(Material supplied)

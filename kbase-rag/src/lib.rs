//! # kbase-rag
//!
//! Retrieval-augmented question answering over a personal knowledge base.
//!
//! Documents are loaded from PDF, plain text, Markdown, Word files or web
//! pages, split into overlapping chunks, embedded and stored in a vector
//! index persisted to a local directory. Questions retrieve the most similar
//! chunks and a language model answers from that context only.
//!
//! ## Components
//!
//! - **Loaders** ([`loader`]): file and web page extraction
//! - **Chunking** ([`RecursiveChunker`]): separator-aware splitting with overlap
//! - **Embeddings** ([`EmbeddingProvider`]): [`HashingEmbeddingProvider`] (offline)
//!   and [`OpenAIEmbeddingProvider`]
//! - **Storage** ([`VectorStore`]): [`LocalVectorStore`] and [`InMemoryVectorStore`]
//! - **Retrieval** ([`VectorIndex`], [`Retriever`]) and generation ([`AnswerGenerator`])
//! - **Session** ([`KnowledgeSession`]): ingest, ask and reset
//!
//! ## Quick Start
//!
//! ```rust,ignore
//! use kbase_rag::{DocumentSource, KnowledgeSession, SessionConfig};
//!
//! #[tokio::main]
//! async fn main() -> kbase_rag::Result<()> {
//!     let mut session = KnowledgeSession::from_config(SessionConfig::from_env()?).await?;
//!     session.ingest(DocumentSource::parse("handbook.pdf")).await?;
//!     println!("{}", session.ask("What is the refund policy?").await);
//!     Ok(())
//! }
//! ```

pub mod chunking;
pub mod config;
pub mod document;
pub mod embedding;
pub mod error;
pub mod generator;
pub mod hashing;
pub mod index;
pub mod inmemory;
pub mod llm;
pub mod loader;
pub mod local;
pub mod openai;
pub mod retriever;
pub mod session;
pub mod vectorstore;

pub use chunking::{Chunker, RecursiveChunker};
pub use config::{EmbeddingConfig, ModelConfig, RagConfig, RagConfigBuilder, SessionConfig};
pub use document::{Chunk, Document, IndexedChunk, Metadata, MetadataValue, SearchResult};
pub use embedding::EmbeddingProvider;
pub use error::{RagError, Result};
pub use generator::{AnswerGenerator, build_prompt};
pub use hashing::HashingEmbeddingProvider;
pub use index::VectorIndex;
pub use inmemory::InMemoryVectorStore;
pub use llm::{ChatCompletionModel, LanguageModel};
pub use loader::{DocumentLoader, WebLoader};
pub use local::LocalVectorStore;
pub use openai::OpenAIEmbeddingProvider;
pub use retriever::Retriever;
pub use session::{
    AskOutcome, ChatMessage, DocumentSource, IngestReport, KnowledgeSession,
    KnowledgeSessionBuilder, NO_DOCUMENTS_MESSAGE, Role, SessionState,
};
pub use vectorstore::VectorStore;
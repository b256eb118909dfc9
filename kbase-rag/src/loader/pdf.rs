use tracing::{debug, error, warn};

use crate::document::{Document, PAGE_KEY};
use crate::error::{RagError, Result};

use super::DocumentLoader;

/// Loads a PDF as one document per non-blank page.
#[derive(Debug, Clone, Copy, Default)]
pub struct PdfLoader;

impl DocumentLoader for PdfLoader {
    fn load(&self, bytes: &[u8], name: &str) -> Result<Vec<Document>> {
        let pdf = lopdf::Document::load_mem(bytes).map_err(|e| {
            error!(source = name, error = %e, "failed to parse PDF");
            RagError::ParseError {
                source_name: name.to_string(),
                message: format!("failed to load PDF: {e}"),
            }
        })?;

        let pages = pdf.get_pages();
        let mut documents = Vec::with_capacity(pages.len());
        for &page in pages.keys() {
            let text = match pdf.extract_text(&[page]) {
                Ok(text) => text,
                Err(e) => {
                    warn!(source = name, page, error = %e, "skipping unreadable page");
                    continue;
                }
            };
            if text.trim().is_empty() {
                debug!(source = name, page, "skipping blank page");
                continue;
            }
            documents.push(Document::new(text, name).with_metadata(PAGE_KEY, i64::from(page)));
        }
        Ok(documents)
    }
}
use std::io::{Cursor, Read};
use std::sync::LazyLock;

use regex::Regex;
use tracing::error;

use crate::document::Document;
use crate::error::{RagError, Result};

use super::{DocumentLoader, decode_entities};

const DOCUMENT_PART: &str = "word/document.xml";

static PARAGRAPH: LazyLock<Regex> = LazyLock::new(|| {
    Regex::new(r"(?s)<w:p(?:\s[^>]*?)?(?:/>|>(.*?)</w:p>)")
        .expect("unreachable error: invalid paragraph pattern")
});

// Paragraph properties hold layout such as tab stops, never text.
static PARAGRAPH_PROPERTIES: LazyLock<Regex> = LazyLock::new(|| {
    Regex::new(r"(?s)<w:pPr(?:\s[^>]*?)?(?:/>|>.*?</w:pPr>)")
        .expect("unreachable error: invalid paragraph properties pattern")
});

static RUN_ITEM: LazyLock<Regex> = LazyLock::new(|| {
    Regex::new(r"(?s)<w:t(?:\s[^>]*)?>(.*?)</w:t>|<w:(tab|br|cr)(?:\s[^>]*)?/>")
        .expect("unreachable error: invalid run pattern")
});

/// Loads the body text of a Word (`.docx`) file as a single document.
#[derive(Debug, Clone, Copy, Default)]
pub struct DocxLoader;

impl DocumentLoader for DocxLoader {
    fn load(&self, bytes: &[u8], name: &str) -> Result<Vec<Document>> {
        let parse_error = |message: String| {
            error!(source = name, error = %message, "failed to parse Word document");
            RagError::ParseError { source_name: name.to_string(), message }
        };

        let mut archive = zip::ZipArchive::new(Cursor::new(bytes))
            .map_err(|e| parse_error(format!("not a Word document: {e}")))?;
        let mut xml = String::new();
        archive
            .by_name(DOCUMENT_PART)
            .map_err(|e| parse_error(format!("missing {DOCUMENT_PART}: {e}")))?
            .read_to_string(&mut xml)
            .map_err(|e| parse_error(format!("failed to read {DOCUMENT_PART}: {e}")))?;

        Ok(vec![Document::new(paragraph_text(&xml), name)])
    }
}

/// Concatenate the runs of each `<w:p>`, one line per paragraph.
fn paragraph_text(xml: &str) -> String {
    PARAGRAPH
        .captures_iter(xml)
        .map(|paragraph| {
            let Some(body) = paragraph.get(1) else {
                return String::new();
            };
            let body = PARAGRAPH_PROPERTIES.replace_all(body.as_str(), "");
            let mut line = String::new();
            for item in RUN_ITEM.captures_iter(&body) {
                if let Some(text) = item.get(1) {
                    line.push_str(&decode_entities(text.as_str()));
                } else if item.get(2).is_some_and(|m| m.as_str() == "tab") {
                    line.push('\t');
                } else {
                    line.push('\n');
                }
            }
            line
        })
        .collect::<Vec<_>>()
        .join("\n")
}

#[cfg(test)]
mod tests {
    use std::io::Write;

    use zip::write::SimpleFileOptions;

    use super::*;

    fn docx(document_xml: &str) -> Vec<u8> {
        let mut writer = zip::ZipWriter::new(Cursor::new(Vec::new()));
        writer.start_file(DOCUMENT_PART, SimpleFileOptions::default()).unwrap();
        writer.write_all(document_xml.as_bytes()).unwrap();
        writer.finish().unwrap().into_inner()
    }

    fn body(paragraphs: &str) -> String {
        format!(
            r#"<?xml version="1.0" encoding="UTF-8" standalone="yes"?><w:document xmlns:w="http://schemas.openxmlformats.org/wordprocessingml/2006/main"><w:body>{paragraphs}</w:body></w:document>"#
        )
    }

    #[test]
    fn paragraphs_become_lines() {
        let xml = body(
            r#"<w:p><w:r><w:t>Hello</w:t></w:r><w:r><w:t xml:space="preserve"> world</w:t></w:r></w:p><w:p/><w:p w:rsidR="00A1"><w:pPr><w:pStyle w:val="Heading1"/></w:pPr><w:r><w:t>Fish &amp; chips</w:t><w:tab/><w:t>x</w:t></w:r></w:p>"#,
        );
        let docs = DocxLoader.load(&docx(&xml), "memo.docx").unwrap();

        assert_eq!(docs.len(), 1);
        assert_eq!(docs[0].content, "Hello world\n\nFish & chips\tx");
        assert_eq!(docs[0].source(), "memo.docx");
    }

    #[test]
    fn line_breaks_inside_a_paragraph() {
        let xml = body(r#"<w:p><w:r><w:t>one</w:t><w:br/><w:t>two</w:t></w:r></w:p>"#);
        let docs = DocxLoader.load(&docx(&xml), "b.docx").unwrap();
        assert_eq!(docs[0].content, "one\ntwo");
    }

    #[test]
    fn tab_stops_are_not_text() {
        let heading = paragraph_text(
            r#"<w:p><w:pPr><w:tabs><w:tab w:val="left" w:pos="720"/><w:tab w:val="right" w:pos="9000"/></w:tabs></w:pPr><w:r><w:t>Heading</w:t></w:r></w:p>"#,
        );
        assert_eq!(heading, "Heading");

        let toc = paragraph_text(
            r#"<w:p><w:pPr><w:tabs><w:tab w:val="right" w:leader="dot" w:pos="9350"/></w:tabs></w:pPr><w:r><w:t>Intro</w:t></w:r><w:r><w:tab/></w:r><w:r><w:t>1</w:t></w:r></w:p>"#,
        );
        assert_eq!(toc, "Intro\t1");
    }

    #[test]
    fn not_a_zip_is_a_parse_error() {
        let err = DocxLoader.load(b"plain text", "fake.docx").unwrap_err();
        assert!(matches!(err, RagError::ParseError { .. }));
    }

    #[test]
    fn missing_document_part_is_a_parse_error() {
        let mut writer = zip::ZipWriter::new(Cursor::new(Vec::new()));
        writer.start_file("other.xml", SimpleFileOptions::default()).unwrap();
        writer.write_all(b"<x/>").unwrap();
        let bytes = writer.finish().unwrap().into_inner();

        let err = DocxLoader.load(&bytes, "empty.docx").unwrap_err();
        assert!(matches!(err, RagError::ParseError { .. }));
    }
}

(End Material supplied)

Required work
Above are the records; repeat exactly the lines from the one holding "pub use local::LocalVectorStore;" down to the one holding "let pdf = lopdf::Document::load_mem(bytes).map_err(|e|", end lines included.

Answer box
pub use local::LocalVectorStore;
pub use openai::OpenAIEmbeddingProvider;
pub use retriever::Retriever;
pub use session::{
    AskOutcome, ChatMessage, DocumentSource, IngestReport, KnowledgeSession,
    KnowledgeSessionBuilder, NO_DOCUMENTS_MESSAGE, Role, SessionState,
};
pub use vectorstore::VectorStore;
repository b256eb118909dfc9
filename kbase-rag/src/loader/pdf.rs
use tracing::{debug, error, warn};

use crate::document::{Document, PAGE_KEY};
use crate::error::{RagError, Result};

use super::DocumentLoader;

/// Loads a PDF as one document per non-blank page.
#[derive(Debug, Clone, Copy, Default)]
pub struct PdfLoader;

impl DocumentLoader for PdfLoader {
    fn load(&self, bytes: &[u8], name: &str) -> Result<Vec<Document>> {
        let pdf = lopdf::Document::load_mem(bytes).map_err(|e| {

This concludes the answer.